Herman Perlmutter had a problem with Esther, his 16-year-old daughter. The middle child of seven, she refused to get a job in a factory like her older siblings had done. With nine mouths to feed, Herman and his wife, Celia — Jewish immigrants who came to America fleeing the pogroms in Hungary — desperately needed the income. But Esther didn’t intend to spend 11-12 hours a day slaving behind a sewing machine.
Then there was Esther’s fiancé. Jacob Ginsberg was an unemployed young man from Brooklyn who spent his days in his brother’s poolroom on Avenue B, a grungy neighborhood on the eastern edge of Manhattan’s East Village.
Esther told Herman that she lied about her age so she and Jacob could get married without his permission. She moved out of her family’s tenement and into a room on East Fourth Street with Jacob.
The Perlmutters were devastated that their daughter had married a man with no prospects who spent his days hanging out in the red-light district. Complete disaster hit when Herman found out that there was no marriage — Esther and Jacob were living together in sin.
But it got worse: Herman discovered that Esther was supporting herself and her no-good partner by working as a prostitute.
In a desperate attempt to save his child, Herman reported to the magistrate at the Essex Market Court that Jacob had abducted his daughter. The magistrate held Esther under $500 bail as “an incorrigible child.” Jacob was held under $3000 bail as a “white slaver.”

Slavery of Black people was outlawed after the Civil War. But what the heck is a “white slaver?”
Towards the end of the nineteenth century Americans became less tolerant of prostitution than in earlier times. Vice commissions in big cities were appointed to investigate whether young women were engaged in prostitution of their own free will or whether unscrupulous men tricked or forced them into it. Public concern was generally limited to white females. Foreigners and Blacks were high on the authorities’ list of suspected perpetrators.
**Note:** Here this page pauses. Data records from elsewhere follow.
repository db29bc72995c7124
//! Domain Entities
//!
//! Pure domain models without infrastructure dependencies.
//! - CallRecord: one persisted row per phone call, append-only

mod call_record;

pub use call_record::*;
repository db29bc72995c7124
//! Ports (Interfaces)
//!
//! Abstract interfaces that define how the domain layer
//! interacts with external systems.
//!
//! Implementations of these traits live in the infrastructure layer.

pub mod repositories;

// Re-exports
pub use repositories::*;
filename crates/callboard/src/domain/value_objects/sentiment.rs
//! Sentiment - Caller disposition derived from the call outcome

use serde::{Deserialize, Serialize};
use utoipa::ToSchema;

/// Caller sentiment, derived deterministically from the call status
#[derive(Debug, Clone, Copy, Serialize, Deserialize, Default, PartialEq, Eq, Hash, ToSchema)]
#[serde(rename_all = "lowercase")]
pub enum Sentiment {
    Satisfied,
    #[default]
    Neutral,
    Upset,
}

impl Sentiment {
    pub fn as_str(&self) -> &'static str {
        match self {
            Sentiment::Satisfied => "satisfied",
            Sentiment::Neutral => "neutral",
            Sentiment::Upset => "upset",
        }
    }
}

impl std::fmt::Display for Sentiment {
    fn fmt(&self, f: &mut std::fmt::Formatter<'_>) -> std::fmt::Result {
        f.write_str(self.as_str())
    }
}

impl std::str::FromStr for Sentiment {
    type Err = String;

    fn from_str(s: &str) -> Result<Self, Self::Err> {
        match s.to_lowercase().as_str() {
            "satisfied" => Ok(Sentiment::Satisfied),
            "neutral" => Ok(Sentiment::Neutral),
            "upset" => Ok(Sentiment::Upset),
            _ => Err(format!("Unknown sentiment: {}", s)),
        }
    }
}
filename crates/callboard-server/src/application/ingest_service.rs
//! Ingest Application Service (Use Case)
//!
//! Appends one normalized call record to the log. No retry: transient
//! storage failures surface to the caller, which owns retry policy.

use std::sync::Arc;

use callboard::{CallRecord, CallRecordRepository, DomainError, NewCallRecord};

/// Application service for record ingestion
pub struct IngestService<R: CallRecordRepository> {
    repo: Arc<R>,
}

impl<R: CallRecordRepository> IngestService<R> {
    pub fn new(repo: Arc<R>) -> Self {
        Self { repo }
    }

    /// Append a normalized record, returning it with its assigned id
    pub async fn ingest(&self, record: NewCallRecord) -> Result<CallRecord, DomainError> {
        let saved = self.repo.append(&record).await?;

        tracing::info!(
            "New call record: {} | phone={} | status={} | attempt={}",
            saved.id,
            saved.phone,
            saved.status,
            saved.attempt
        );

        Ok(saved)
    }
}
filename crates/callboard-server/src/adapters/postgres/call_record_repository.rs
//! PostgreSQL implementation of CallRecordRepository

use async_trait::async_trait;
use sqlx::PgPool;
use uuid::Uuid;

use callboard::{CallRecord, CallRecordRepository, Country, DomainError, NewCallRecord};

/// PostgreSQL implementation of CallRecordRepository
pub struct PgCallRecordRepository {
    pool: PgPool,
}

impl PgCallRecordRepository {
    pub fn new(pool: PgPool) -> Self {
        Self { pool }
    }
}

/// Internal row type for sqlx mapping
#[derive(sqlx::FromRow)]
struct CallRecordRow {
    id: Uuid,
    phone: String,
    status: String,
    sentiment: String,
    call_human: bool,
    summary: String,
    attempt: i32,
    duration: i32,
    country: String,
    created_at: chrono::DateTime<chrono::Utc>,
}

impl From<CallRecordRow> for CallRecord {
    fn from(row: CallRecordRow) -> Self {
        Self {
            id: row.id,
            phone: row.phone,
            // Rows predating the current vocabulary map to the defaults
            // instead of failing the whole read
            sentiment: row.sentiment.parse().unwrap_or_default(),
            country: row.country.parse().unwrap_or_default(),
            status: row.status,
            call_human: row.call_human,
            summary: row.summary,
            attempt: row.attempt,
            duration: row.duration,
            created_at: row.created_at,
        }
    }
}

#[async_trait]
impl CallRecordRepository for PgCallRecordRepository {
    async fn append(&self, record: &NewCallRecord) -> Result<CallRecord, DomainError> {
        let row = if let Some(created_at) = record.created_at {
            sqlx::query_as::<_, CallRecordRow>(
                r#"
                INSERT INTO call_records
                    (phone, status, sentiment, call_human, summary, attempt, duration, country, created_at)
                VALUES ($1, $2, $3, $4, $5, $6, $7, $8, $9)
                RETURNING *
                "#,
            )
            .bind(&record.phone)
            .bind(&record.status)
            .bind(record.sentiment.as_str())
            .bind(record.call_human)
            .bind(&record.summary)
            .bind(record.attempt)
            .bind(record.duration)
            .bind(record.country.as_str())
            .bind(created_at)
            .fetch_one(&self.pool)
            .await
        } else {
            sqlx::query_as::<_, CallRecordRow>(
                r#"
                INSERT INTO call_records
                    (phone, status, sentiment, call_human, summary, attempt, duration, country)
                VALUES ($1, $2, $3, $4, $5, $6, $7, $8)
                RETURNING *
                "#,
            )
            .bind(&record.phone)
            .bind(&record.status)
            .bind(record.sentiment.as_str())
            .bind(record.call_human)
            .bind(&record.summary)
            .bind(record.attempt)
            .bind(record.duration)
            .bind(record.country.as_str())
            .fetch_one(&self.pool)
            .await
        }
        .map_err(|e| DomainError::Storage(e.to_string()))?;

        Ok(row.into())
    }

    async fn scan(&self, country: Option<Country>) -> Result<Vec<CallRecord>, DomainError> {
        let rows = if let Some(country) = country {
            sqlx::query_as::<_, CallRecordRow>(
                "SELECT * FROM call_records WHERE country = $1",
            )
            .bind(country.as_str())
            .fetch_all(&self.pool)
            .await
        } else {
            sqlx::query_as::<_, CallRecordRow>("SELECT * FROM call_records")
                .fetch_all(&self.pool)
                .await
        }
        .map_err(|e| DomainError::Storage(e.to_string()))?;

        Ok(rows.into_iter().map(Into::into).collect())
    }
}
Politicians and social reformers referred to this phenomenon as “white slavery” and the men who engaged in it as “white slavers.” A man convicted of being a white slaver could get a hefty prison sentence.
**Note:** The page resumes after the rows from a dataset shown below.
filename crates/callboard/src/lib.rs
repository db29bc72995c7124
//! Callboard Domain Library
//!
//! Core domain types and logic for the Callboard call analytics system.
//!
//! # Architecture
//!
//! This crate follows Clean Architecture / Hexagonal Architecture principles:
//!
//! - **Domain Layer** (`domain/`): Pure business entities and logic
//!   - `entities/`: Core domain models (CallRecord)
//!   - `value_objects/`: Immutable value types (Sentiment, Country, OutcomeBreakdown)
//!   - `normalize`: Record normalization (dominant outcome, phone cleanup)
//!   - `analytics`: Read-only aggregation over the call record log
//!   - `errors`: Domain-specific error types
//!
//! - **Ports** (`ports/`): Abstract interfaces (traits)
//!   - `repositories/`: Data access interfaces
//!
//! # Usage
//!
//! ```rust,ignore
//! use callboard::{CallRecord, OutcomeBreakdown, normalize, analytics};
//!
//! let status = normalize::dominant_status(&breakdown);
//! let report = analytics::analyze(&records, chrono::Utc::now());
//! ```

pub mod domain;
pub mod ports;

// Re-export commonly used types
pub use domain::{
    analytics, normalize, AnalyticsReport, CallRecord, Country, DomainError, NewCallRecord,
    OutcomeBreakdown, Sentiment,
};
pub use ports::CallRecordRepository;
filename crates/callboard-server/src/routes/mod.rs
//! Callboard API Routes
//!
//! - POST /api/calls - record ingestion
//! - GET /api/analytics - aggregated dashboard views
//! - /swagger-ui - OpenAPI documentation

pub mod analytics;
pub mod calls;
pub mod swagger;
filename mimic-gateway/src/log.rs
use mimic_log::StaticLogConfig;

pub struct EngineLog;

impl StaticLogConfig for EngineLog {
    const MAX_BYTES_PER_LOG_FILE: u64 = 3_000_000;
    const MAX_LOG_FILES: usize = 10;
    const LOG_FILE_PREFIX: &'static str = "mimic-gateway";
}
When Esther turned 17, in December 1909, she became an adult in the eyes of the law. She and Jacob scraped together enough money to pay their bond. They were released from jail and got married the following month. They moved to a flat uptown on West 66th Street. The move put distance between Esther and her family, and the marriage got the law off their backs.
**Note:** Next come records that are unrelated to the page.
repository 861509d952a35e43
//! HTTP Engine (C5): full HTTP/1.1 request/response framing, record and
//! mock modes.
//!
//! The header-terminator scan lives in [`framing`], adapted from
//! `proxy-http`'s `Frame::read`; everything above it (chunked/
//! content-length dispatch, Expect/100-continue, gzip, the keep-alive
//! loop) is new, since there is no server-side HTTP client/server
//! framing layer to draw on for the record/mock request-response cycle.

pub mod framing;
pub mod gzip;
pub mod message;

use std::collections::BTreeMap;
use std::pin::Pin;
use std::task::{Context, Poll};
use std::time::Duration;

use tokio::io::{AsyncRead, AsyncWrite, AsyncWriteExt, ReadBuf};

use crate::bypass::is_pass_through;
use crate::config::CompiledBypassRule;
use crate::error::EngineError;
use crate::mock::{match_request, CaptureSink, MatchOutcome, MockKind, MockStoreHandle, RequestPayload};
use message::{header_lookup, parse_request_head, parse_response_head, render_request_line_and_headers, render_response, set_header, HttpPair, HttpRequest, HttpResponse};

enum BodyFraming {
    ContentLength(usize),
    Chunked,
    None,
}

fn body_framing(headers: &[(String, String)]) -> Result<BodyFraming, EngineError> {
    if header_lookup(headers, "Transfer-Encoding").is_some_and(|v| v.eq_ignore_ascii_case("chunked")) {
        return Ok(BodyFraming::Chunked);
    }
    if let Some(len) = header_lookup(headers, "Content-Length") {
        let len: usize = len.trim().parse().map_err(|_| EngineError::ProtocolViolation("bad Content-Length"))?;
        return Ok(BodyFraming::ContentLength(len));
    }
    Ok(BodyFraming::None)
}

async fn read_body<R>(reader: &mut R, leftover: Vec<u8>, headers: &[(String, String)], idle_deadline: Duration) -> Result<Vec<u8>, EngineError>
where
    R: AsyncRead + Unpin,
{
    match body_framing(headers)? {
        BodyFraming::ContentLength(len) => framing::read_content_length_body(reader, leftover, len).await,
        BodyFraming::Chunked => framing::read_chunked_body(reader, leftover, idle_deadline).await,
        BodyFraming::None => Ok(leftover),
    }
}

fn wants_continue(headers: &[(String, String)]) -> bool {
    header_lookup(headers, "Expect").is_some_and(|v| v.eq_ignore_ascii_case("100-continue"))
}

/// A parsed request head whose body has not been read yet, so the caller
/// can react to `Expect: 100-continue` before committing to a body read.
pub struct PendingRequest {
    pub request: HttpRequest,
    leftover: Vec<u8>,
}

impl PendingRequest {
    pub fn wants_continue(&self) -> bool {
        wants_continue(&self.request.headers)
    }

    pub async fn into_request<R>(self, reader: &mut R, idle_deadline: Duration) -> Result<HttpRequest, EngineError>
    where
        R: AsyncRead + Unpin,
    {
        let mut request = self.request;
        request.body = read_body(reader, self.leftover, &request.headers, idle_deadline).await?;
        Ok(request)
    }
}

pub async fn read_request_head<R>(reader: &mut R) -> Result<PendingRequest, EngineError>
where
    R: AsyncRead + Unpin,
{
    let (head, leftover) = framing::read_until_header_terminator(reader).await?;
    let request = parse_request_head(&head)?;
    Ok(PendingRequest { request, leftover })
}

pub async fn read_response<R>(reader: &mut R, idle_deadline: Duration) -> Result<HttpResponse, EngineError>
where
    R: AsyncRead + Unpin,
{
    let (head, leftover) = framing::read_until_header_terminator(reader).await?;
    let mut response = parse_response_head(&head)?;
    response.body = read_body(reader, leftover, &response.headers, idle_deadline).await?;
    Ok(response)
}

fn request_bytes(request: &HttpRequest) -> Vec<u8> {
    let mut out = render_request_line_and_headers(request);
    out.extend_from_slice(&request.body);
    out
}

/// Tees every byte read from `inner` into `captured`, so record mode can
/// relay the origin's response to the client verbatim (including chunked
/// wire framing a re-render from the decoded body would lose) while a
/// separately decoded copy goes to the capture sink.
struct TeeRead<'a, R> {
    inner: &'a mut R,
    captured: Vec<u8>,
}

impl<R: AsyncRead + Unpin> AsyncRead for TeeRead<'_, R> {
    fn poll_read(self: Pin<&mut Self>, cx: &mut Context<'_>, buf: &mut ReadBuf<'_>) -> Poll<std::io::Result<()>> {
        let this = self.get_mut();
        let before = buf.filled().len();
        let poll = Pin::new(&mut *this.inner).poll_read(cx, buf);
        if poll.is_ready() {
            this.captured.extend_from_slice(&buf.filled()[before..]);
        }
        poll
    }
}

/// Reads one response the way [`read_response`] does, additionally
/// returning the exact bytes consumed off the wire for verbatim relay.
async fn read_response_verbatim<R>(reader: &mut R, idle_deadline: Duration) -> Result<(HttpResponse, Vec<u8>), EngineError>
where
    R: AsyncRead + Unpin,
{
    let mut tee = TeeRead { inner: reader, captured: Vec::new() };
    let response = read_response(&mut tee, idle_deadline).await?;
    Ok((response, tee.captured))
}

/// Stateless HTTP/1.1 engine: one instance is shared across connections;
/// all per-connection state lives in the sockets and locals passed in.
pub struct HttpEngine {
    bypass_rules: Vec<CompiledBypassRule>,
    idle_read_deadline: Duration,
}

impl HttpEngine {
    pub fn new(bypass_rules: Vec<CompiledBypassRule>, idle_read_deadline: Duration) -> Self {
        Self {
            bypass_rules,
            idle_read_deadline,
        }
    }

    fn is_bypassed(&self, request: &HttpRequest, destination_port: u16) -> bool {
        let host = header_lookup(&request.headers, "Host");
        is_pass_through(host, Some(request.path.as_str()), destination_port, &self.bypass_rules)
    }

    /// RECORD mode: relay client<->server for each request/response cycle
    /// on the connection, emitting an `HttpPair` to `capture` after each
    /// complete cycle. Exits cleanly on client EOF.
    pub async fn run_record<C, S>(
        &self,
        mut client: C,
        mut server: S,
        destination_port: u16,
        capture: &CaptureSink,
        now_ms: impl Fn() -> i64,
    ) -> Result<(), EngineError>
    where
        C: AsyncRead + AsyncWrite + Unpin,
        S: AsyncRead + AsyncWrite + Unpin,
    {
        loop {
            let pending = match read_request_head(&mut client).await {
                Ok(pending) => pending,
                Err(EngineError::Cancelled) => return Ok(()),
                Err(error) => return Err(error),
            };

            if self.is_bypassed(&pending.request, destination_port) {
                let request = pending.into_request(&mut client, self.idle_read_deadline).await?;
                server.write_all(&request_bytes(&request)).await.map_err(EngineError::from_io)?;
                tokio::io::copy_bidirectional(&mut client, &mut server).await.map_err(EngineError::from_io)?;
                return Ok(());
            }

            let request_at_ms = now_ms();
            let request = if pending.wants_continue() {
                server
                    .write_all(&render_request_line_and_headers(&pending.request))
                    .await
                    .map_err(EngineError::from_io)?;
                let (interim, interim_bytes) = read_response_verbatim(&mut server, self.idle_read_deadline).await?;

                if interim.status == 100 {
                    client.write_all(b"HTTP/1.1 100 Continue\r\n\r\n").await.map_err(EngineError::from_io)?;
                    let request = pending.into_request(&mut client, self.idle_read_deadline).await?;
                    server.write_all(&request.body).await.map_err(EngineError::from_io)?;
                    request
                } else {
                    client.write_all(&interim_bytes).await.map_err(EngineError::from_io)?;
                    continue;
                }
            } else {
                let request = pending.into_request(&mut client, self.idle_read_deadline).await?;
                server.write_all(&request_bytes(&request)).await.map_err(EngineError::from_io)?;
                request
            };

            let (response, response_bytes_verbatim) = match read_response_verbatim(&mut server, self.idle_read_deadline).await {
                Ok(pair) => pair,
                Err(error) if error.is_expected_disconnect() => return Ok(()),
                Err(error) => return Err(error),
            };

            client.write_all(&response_bytes_verbatim).await.map_err(EngineError::from_io)?;
            let response_at_ms = now_ms();

            capture.capture(HttpPair {
                request_bytes: request_bytes(&request),
                response_bytes: render_response(&response),
                request_at_ms,
                response_at_ms,
                destination_port,
            });
        }
    }

    /// TEST mode: consults the matcher against `store`; on a match,
    /// synthesizes the response; on a miss, either relays to the original
    /// destination via `dial_origin` (if one is resolvable and not a
    /// bypass) or surfaces `MatchNotFound`.
    pub async fn run_mock<C, D, S, Fut>(
        &self,
        mut client: C,
        destination_port: u16,
        store: &MockStoreHandle,
        dial_origin: D,
    ) -> Result<(), EngineError>
    where
        C: AsyncRead + AsyncWrite + Unpin,
        D: Fn() -> Fut,
        Fut: std::future::Future<Output = Option<S>>,
        S: AsyncRead + AsyncWrite + Unpin,
    {
        loop {
            let pending = match read_request_head(&mut client).await {
                Ok(pending) => pending,
                Err(EngineError::Cancelled) => return Ok(()),
                Err(error) => return Err(error),
            };

            if self.is_bypassed(&pending.request, destination_port) {
                let request = pending.into_request(&mut client, self.idle_read_deadline).await?;
                return self.relay_to_origin(client, request, dial_origin).await;
            }

            let request = if pending.wants_continue() {
                client.write_all(b"HTTP/1.1 100 Continue\r\n\r\n").await.map_err(EngineError::from_io)?;
                pending.into_request(&mut client, self.idle_read_deadline).await?
            } else {
                pending.into_request(&mut client, self.idle_read_deadline).await?
            };

            let payload = to_request_payload(&request);

            match match_request(store, MockKind::Http, &payload).await {
                MatchOutcome::Matched(mock) => {
                    let response = synthesize_response(&mock.response)?;
                    client.write_all(&render_response(&response)).await.map_err(EngineError::from_io)?;
                }
                MatchOutcome::NoMatch => {
                    return self.relay_to_origin(client, request, dial_origin).await;
                }
            }
        }
    }

    async fn relay_to_origin<C, D, S, Fut>(&self, mut client: C, request: HttpRequest, dial_origin: D) -> Result<(), EngineError>
    where
        C: AsyncRead + AsyncWrite + Unpin,
        D: Fn() -> Fut,
        Fut: std::future::Future<Output = Option<S>>,
        S: AsyncRead + AsyncWrite + Unpin,
    {
        match dial_origin().await {
            Some(mut server) => {
                server.write_all(&request_bytes(&request)).await.map_err(EngineError::from_io)?;
                tokio::io::copy_bidirectional(&mut client, &mut server).await.map_err(EngineError::from_io)?;
                Ok(())
            }
            None => Err(EngineError::MatchNotFound),
        }
    }
}

fn to_request_payload(request: &HttpRequest) -> RequestPayload {
    let headers: BTreeMap<String, String> = request.headers.iter().map(|(k, v)| (k.clone(), v.clone())).collect();
    RequestPayload {
        method: request.method.clone(),
        url: request.url.clone(),
        headers,
        query: request.query.clone(),
        body: request.body.clone(),
    }
}

/// Rewrites a stored mock's response into wire bytes: recompresses the
/// body if the mock declares gzip, and recomputes `Content-Length` to
/// match the transformed body length.
fn synthesize_response(response: &crate::mock::ResponsePayload) -> Result<HttpResponse, EngineError> {
    let body = if response.gzip { gzip::compress(&response.body) } else { response.body.clone() };

    let mut headers: Vec<(String, String)> = response.headers.iter().map(|(k, v)| (k.clone(), v.clone())).collect();
    set_header(&mut headers, "Content-Length", body.len().to_string());

    Ok(HttpResponse {
        version: "HTTP/1.1".to_owned(),
        status: response.status,
        reason: reason_phrase(response.status).to_owned(),
        headers,
        body,
    })
}

fn reason_phrase(status: u16) -> &'static str {
    match status {
        200 => "OK",
        201 => "Created",
        204 => "No Content",
        400 => "Bad Request",
        404 => "Not Found",
        500 => "Internal Server Error",
        _ => "",
    }
}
The newlyweds took a business partner — a 19-year-old named Louis Seidman. Seidman’s cover story was that he worked as a newsboy, but instead of selling newspapers, he and Jacob hung out on the streets of lower Manhattan in search of teenage girls. When they found a good “prospect” they took her to the uptown flat, where Esther tried to convince her to work as a prostitute.

Louis brought Rose Kripitzer, age 15, and 14-year-old Augusta Schaller to the flat on Sunday, May 22, 1910. “You’ll earn between $5 and $10 a night instead of the $3 a week you earn working at a factory,” Esther told the girls. This was true. Workers had started to unionize and demand better wages and hours, but pay was still quite low and working conditions in most factories were deplorable, especially for women and children.
Rose and Augusta’s parents didn’t know where they were and reported them missing. Augusta returned home on Wednesday night. She told her parents about how Louis lured her and Rose to the flat with promises of good jobs. She explained how Esther told her and Rose that they would make good money “receiving visitors” at the flat.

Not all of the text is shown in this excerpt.